PROBLEM DESCRIPTION: Quote the entries below from the line with "let pairs = input.ncols()" through the line with "for pair in", both ends included, and only those lines.
*** Begin section ***
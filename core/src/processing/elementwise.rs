//! Sample-by-sample transforms: detection and dtype conversions.

use crate::prelude::{Dtype, Element, StreamError, StreamInfo, StreamResult};
use crate::processing::scheduler::FrameGeometry;
use crate::processing::task::{FramePlan, FrameTransform};
use ndarray::{Array2, ArrayView2};
use num_complex::Complex32;
use serde::{Deserialize, Serialize};

#[derive(Debug, Clone, Copy, Default, PartialEq, Eq, Serialize, Deserialize)]
pub enum SquareMode {
    /// `|x|^2` of every element.
    #[default]
    Power,
    /// Trailing polarization axis `[X, Y]` becomes `[XX, YY, Re XY*, Im XY*]`.
    Coherency,
}

/// Detection: voltages to real power.
#[derive(Debug, Clone, Copy, Default)]
pub struct Square {
    mode: SquareMode,
}

impl Square {
    pub fn new(mode: SquareMode) -> Self {
        Self { mode }
    }

    pub fn power() -> Self {
        Self::new(SquareMode::Power)
    }

    pub fn coherency() -> Self {
        Self::new(SquareMode::Coherency)
    }
}

/// Metadata of a 1:1 transform producing `dtype` samples of `shape`.
fn elementwise_plan(parent: &StreamInfo, shape: Vec<usize>, dtype: Dtype) -> FramePlan {
    let mut info = parent.clone();
    if info.channels() != shape.first().copied().unwrap_or(1) {
        info.frequency = None;
        info.sideband = None;
    }
    info.sample_shape = shape;
    info.dtype = dtype;
    FramePlan {
        geometry: FrameGeometry::new(1, 1),
        info,
    }
}

impl<I: Element> FrameTransform<I> for Square {
    type Output = f32;

    fn name(&self) -> &'static str {
        "square"
    }

    fn initialize(&mut self, parent: &StreamInfo) -> StreamResult<FramePlan> {
        let mut shape = parent.sample_shape.clone();
        if self.mode == SquareMode::Coherency {
            match shape.last_mut() {
                Some(last) if *last == 2 => *last = 4,
                _ => {
                    return Err(StreamError::Configuration(format!(
                        "coherency products need a trailing polarization axis of 2, got {:?}",
                        parent.sample_shape
                    )))
                }
            }
        }
        Ok(elementwise_plan(parent, shape, f32::DTYPE))
    }

    fn execute(&mut self, input: ArrayView2<'_, I>, frames: usize) -> StreamResult<Array2<f32>> {
        match self.mode {
            SquareMode::Power => Ok(input.mapv(|value| value.power())),
            SquareMode::Coherency => {
                let pairs = input.ncols() / 2;
                let mut output = Array2::zeros((frames, pairs * 4));
                for row in 0..frames {
                    for pair in 0..pairs {
                        let x = input[[row, 2 * pair]].to_complex();
                        let y = input[[row, 2 * pair + 1]].to_complex();
                        let cross = x * y.conj();
                        output[[row, 4 * pair]] = x.norm_sqr();
                        output[[row, 4 * pair + 1]] = y.norm_sqr();
                        output[[row, 4 * pair + 2]] = cross.re;
                        output[[row, 4 * pair + 3]] = cross.im;
                    }
                }
                Ok(output)
            }
        }
    }
}

/// Real samples promoted to complex with a zero imaginary part.
#[derive(Debug, Clone, Copy, Default)]
pub struct ToComplex;

impl FrameTransform<f32> for ToComplex {
    type Output = Complex32;

    fn name(&self) -> &'static str {
        "to-complex"
    }

    fn initialize(&mut self, parent: &StreamInfo) -> StreamResult<FramePlan> {
        Ok(elementwise_plan(parent, parent.sample_shape.clone(), Complex32::DTYPE))
    }

    fn execute(
        &mut self,
        input: ArrayView2<'_, f32>,
        _frames: usize,
    ) -> StreamResult<Array2<Complex32>> {
        Ok(input.mapv(|value| value.to_complex()))
    }
}

/// Complex samples reduced to their real part.
#[derive(Debug, Clone, Copy, Default)]
pub struct RealPart;

impl FrameTransform<Complex32> for RealPart {
    type Output = f32;

    fn name(&self) -> &'static str {
        "real-part"
    }

    fn initialize(&mut self, parent: &StreamInfo) -> StreamResult<FramePlan> {
        Ok(elementwise_plan(parent, parent.sample_shape.clone(), f32::DTYPE))
    }

    fn execute(
        &mut self,
        input: ArrayView2<'_, Complex32>,
        _frames: usize,
    ) -> StreamResult<Array2<f32>> {
        Ok(input.mapv(|value| value.re))
    }
}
*** End section ***
RESULT OF THIS TASK:
                let pairs = input.ncols() / 2;
                let mut output = Array2::zeros((frames, pairs * 4));
                for row in 0..frames {
                    for pair in 0..pairs {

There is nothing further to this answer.